*Working data*:
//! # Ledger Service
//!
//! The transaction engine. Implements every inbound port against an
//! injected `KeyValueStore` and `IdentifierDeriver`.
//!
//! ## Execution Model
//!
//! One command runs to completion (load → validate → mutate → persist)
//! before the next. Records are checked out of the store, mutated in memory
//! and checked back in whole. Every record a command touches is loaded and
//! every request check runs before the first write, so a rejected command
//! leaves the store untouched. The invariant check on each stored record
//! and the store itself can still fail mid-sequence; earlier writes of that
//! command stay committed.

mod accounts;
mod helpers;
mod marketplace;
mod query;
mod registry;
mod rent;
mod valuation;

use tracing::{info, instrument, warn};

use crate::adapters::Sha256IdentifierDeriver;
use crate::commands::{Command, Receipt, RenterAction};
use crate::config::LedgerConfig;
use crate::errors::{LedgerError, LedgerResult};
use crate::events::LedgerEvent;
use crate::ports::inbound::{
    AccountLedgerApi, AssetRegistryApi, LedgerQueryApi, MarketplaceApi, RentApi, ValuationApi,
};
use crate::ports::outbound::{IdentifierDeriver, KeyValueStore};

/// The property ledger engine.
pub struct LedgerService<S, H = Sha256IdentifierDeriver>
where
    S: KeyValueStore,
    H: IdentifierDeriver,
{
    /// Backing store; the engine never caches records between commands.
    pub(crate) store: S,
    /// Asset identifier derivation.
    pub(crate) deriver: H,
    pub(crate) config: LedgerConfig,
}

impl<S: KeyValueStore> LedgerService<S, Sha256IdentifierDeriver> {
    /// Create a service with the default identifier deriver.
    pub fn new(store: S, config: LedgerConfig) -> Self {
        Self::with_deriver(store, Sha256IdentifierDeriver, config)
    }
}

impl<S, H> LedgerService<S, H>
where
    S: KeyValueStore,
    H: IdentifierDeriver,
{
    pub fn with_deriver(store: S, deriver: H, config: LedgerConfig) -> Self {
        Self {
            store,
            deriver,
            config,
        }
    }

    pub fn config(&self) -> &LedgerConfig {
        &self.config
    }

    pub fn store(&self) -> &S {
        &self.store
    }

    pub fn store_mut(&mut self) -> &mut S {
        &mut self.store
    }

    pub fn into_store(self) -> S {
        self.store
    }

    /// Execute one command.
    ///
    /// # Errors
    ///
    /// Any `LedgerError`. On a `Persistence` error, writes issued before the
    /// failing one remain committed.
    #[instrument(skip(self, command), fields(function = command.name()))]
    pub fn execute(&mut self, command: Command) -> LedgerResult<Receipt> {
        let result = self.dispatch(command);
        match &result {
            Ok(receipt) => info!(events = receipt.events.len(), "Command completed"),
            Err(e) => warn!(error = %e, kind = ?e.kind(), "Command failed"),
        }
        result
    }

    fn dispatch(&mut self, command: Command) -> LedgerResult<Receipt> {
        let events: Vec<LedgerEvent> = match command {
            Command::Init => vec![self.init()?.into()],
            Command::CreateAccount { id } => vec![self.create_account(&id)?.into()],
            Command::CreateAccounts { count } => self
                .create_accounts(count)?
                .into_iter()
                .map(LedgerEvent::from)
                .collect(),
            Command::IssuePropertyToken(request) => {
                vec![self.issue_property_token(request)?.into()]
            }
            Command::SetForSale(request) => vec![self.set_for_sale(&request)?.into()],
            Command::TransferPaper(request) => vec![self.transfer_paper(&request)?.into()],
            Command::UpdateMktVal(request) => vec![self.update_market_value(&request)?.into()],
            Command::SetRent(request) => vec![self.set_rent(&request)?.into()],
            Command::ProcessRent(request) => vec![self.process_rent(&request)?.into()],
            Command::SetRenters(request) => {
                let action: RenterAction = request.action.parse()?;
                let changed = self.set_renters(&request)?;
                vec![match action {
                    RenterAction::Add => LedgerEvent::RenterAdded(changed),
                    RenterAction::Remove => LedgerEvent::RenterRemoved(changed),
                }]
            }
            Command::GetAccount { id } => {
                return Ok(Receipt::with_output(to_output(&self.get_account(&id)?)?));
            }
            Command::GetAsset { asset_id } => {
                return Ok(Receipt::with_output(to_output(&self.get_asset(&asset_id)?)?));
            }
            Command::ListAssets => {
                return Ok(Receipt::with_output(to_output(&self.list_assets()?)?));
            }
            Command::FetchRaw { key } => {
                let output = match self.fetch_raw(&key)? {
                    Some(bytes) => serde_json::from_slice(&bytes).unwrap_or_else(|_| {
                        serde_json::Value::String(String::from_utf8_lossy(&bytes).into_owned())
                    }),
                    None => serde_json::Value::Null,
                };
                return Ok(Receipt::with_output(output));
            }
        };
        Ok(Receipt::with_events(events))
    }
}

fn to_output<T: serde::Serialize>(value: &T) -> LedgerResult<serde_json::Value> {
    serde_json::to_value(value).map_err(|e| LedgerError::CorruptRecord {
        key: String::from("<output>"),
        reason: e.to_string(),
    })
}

*Required action*: Output the records verbatim, from the first line to the last.

*Output below*:
//! # Ledger Service
//!
//! The transaction engine. Implements every inbound port against an
//! injected `KeyValueStore` and `IdentifierDeriver`.
//!
//! ## Execution Model
//!
//! One command runs to completion (load → validate → mutate → persist)
//! before the next. Records are checked out of the store, mutated in memory
//! and checked back in whole. Every record a command touches is loaded and
//! every request check runs before the first write, so a rejected command
//! leaves the store untouched. The invariant check on each stored record
//! and the store itself can still fail mid-sequence; earlier writes of that
//! command stay committed.

mod accounts;
mod helpers;
mod marketplace;
mod query;
mod registry;
mod rent;
mod valuation;

use tracing::{info, instrument, warn};

use crate::adapters::Sha256IdentifierDeriver;
use crate::commands::{Command, Receipt, RenterAction};
use crate::config::LedgerConfig;
use crate::errors::{LedgerError, LedgerResult};
use crate::events::LedgerEvent;
use crate::ports::inbound::{
    AccountLedgerApi, AssetRegistryApi, LedgerQueryApi, MarketplaceApi, RentApi, ValuationApi,
};
use crate::ports::outbound::{IdentifierDeriver, KeyValueStore};

/// The property ledger engine.
pub struct LedgerService<S, H = Sha256IdentifierDeriver>
where
    S: KeyValueStore,
    H: IdentifierDeriver,
{
    /// Backing store; the engine never caches records between commands.
    pub(crate) store: S,
    /// Asset identifier derivation.
    pub(crate) deriver: H,
    pub(crate) config: LedgerConfig,
}

impl<S: KeyValueStore> LedgerService<S, Sha256IdentifierDeriver> {
    /// Create a service with the default identifier deriver.
    pub fn new(store: S, config: LedgerConfig) -> Self {
        Self::with_deriver(store, Sha256IdentifierDeriver, config)
    }
}

impl<S, H> LedgerService<S, H>
where
    S: KeyValueStore,
    H: IdentifierDeriver,
{
    pub fn with_deriver(store: S, deriver: H, config: LedgerConfig) -> Self {
        Self {
            store,
            deriver,
            config,
        }
    }

    pub fn config(&self) -> &LedgerConfig {
        &self.config
    }

    pub fn store(&self) -> &S {
        &self.store
    }

    pub fn store_mut(&mut self) -> &mut S {
        &mut self.store
    }

    pub fn into_store(self) -> S {
        self.store
    }

    /// Execute one command.
    ///
    /// # Errors
    ///
    /// Any `LedgerError`. On a `Persistence` error, writes issued before the
    /// failing one remain committed.
    #[instrument(skip(self, command), fields(function = command.name()))]
    pub fn execute(&mut self, command: Command) -> LedgerResult<Receipt> {
        let result = self.dispatch(command);
        match &result {
            Ok(receipt) => info!(events = receipt.events.len(), "Command completed"),
            Err(e) => warn!(error = %e, kind = ?e.kind(), "Command failed"),
        }
        result
    }

    fn dispatch(&mut self, command: Command) -> LedgerResult<Receipt> {
        let events: Vec<LedgerEvent> = match command {
            Command::Init => vec![self.init()?.into()],
            Command::CreateAccount { id } => vec![self.create_account(&id)?.into()],
            Command::CreateAccounts { count } => self
                .create_accounts(count)?
                .into_iter()
                .map(LedgerEvent::from)
                .collect(),
            Command::IssuePropertyToken(request) => {
                vec![self.issue_property_token(request)?.into()]
            }
            Command::SetForSale(request) => vec![self.set_for_sale(&request)?.into()],
            Command::TransferPaper(request) => vec![self.transfer_paper(&request)?.into()],
            Command::UpdateMktVal(request) => vec![self.update_market_value(&request)?.into()],
            Command::SetRent(request) => vec![self.set_rent(&request)?.into()],
            Command::ProcessRent(request) => vec![self.process_rent(&request)?.into()],
            Command::SetRenters(request) => {
                let action: RenterAction = request.action.parse()?;
                let changed = self.set_renters(&request)?;
                vec![match action {
                    RenterAction::Add => LedgerEvent::RenterAdded(changed),
                    RenterAction::Remove => LedgerEvent::RenterRemoved(changed),
                }]
            }
            Command::GetAccount { id } => {
                return Ok(Receipt::with_output(to_output(&self.get_account(&id)?)?));
            }
            Command::GetAsset { asset_id } => {
                return Ok(Receipt::with_output(to_output(&self.get_asset(&asset_id)?)?));
            }
            Command::ListAssets => {
                return Ok(Receipt::with_output(to_output(&self.list_assets()?)?));
            }
            Command::FetchRaw { key } => {
                let output = match self.fetch_raw(&key)? {
                    Some(bytes) => serde_json::from_slice(&bytes).unwrap_or_else(|_| {
                        serde_json::Value::String(String::from_utf8_lossy(&bytes).into_owned())
                    }),
                    None => serde_json::Value::Null,
                };
                return Ok(Receipt::with_output(output));
            }
        };
        Ok(Receipt::with_events(events))
    }
}

fn to_output<T: serde::Serialize>(value: &T) -> LedgerResult<serde_json::Value> {
    serde_json::to_value(value).map_err(|e| LedgerError::CorruptRecord {
        key: String::from("<output>"),
        reason: e.to_string(),
    })
}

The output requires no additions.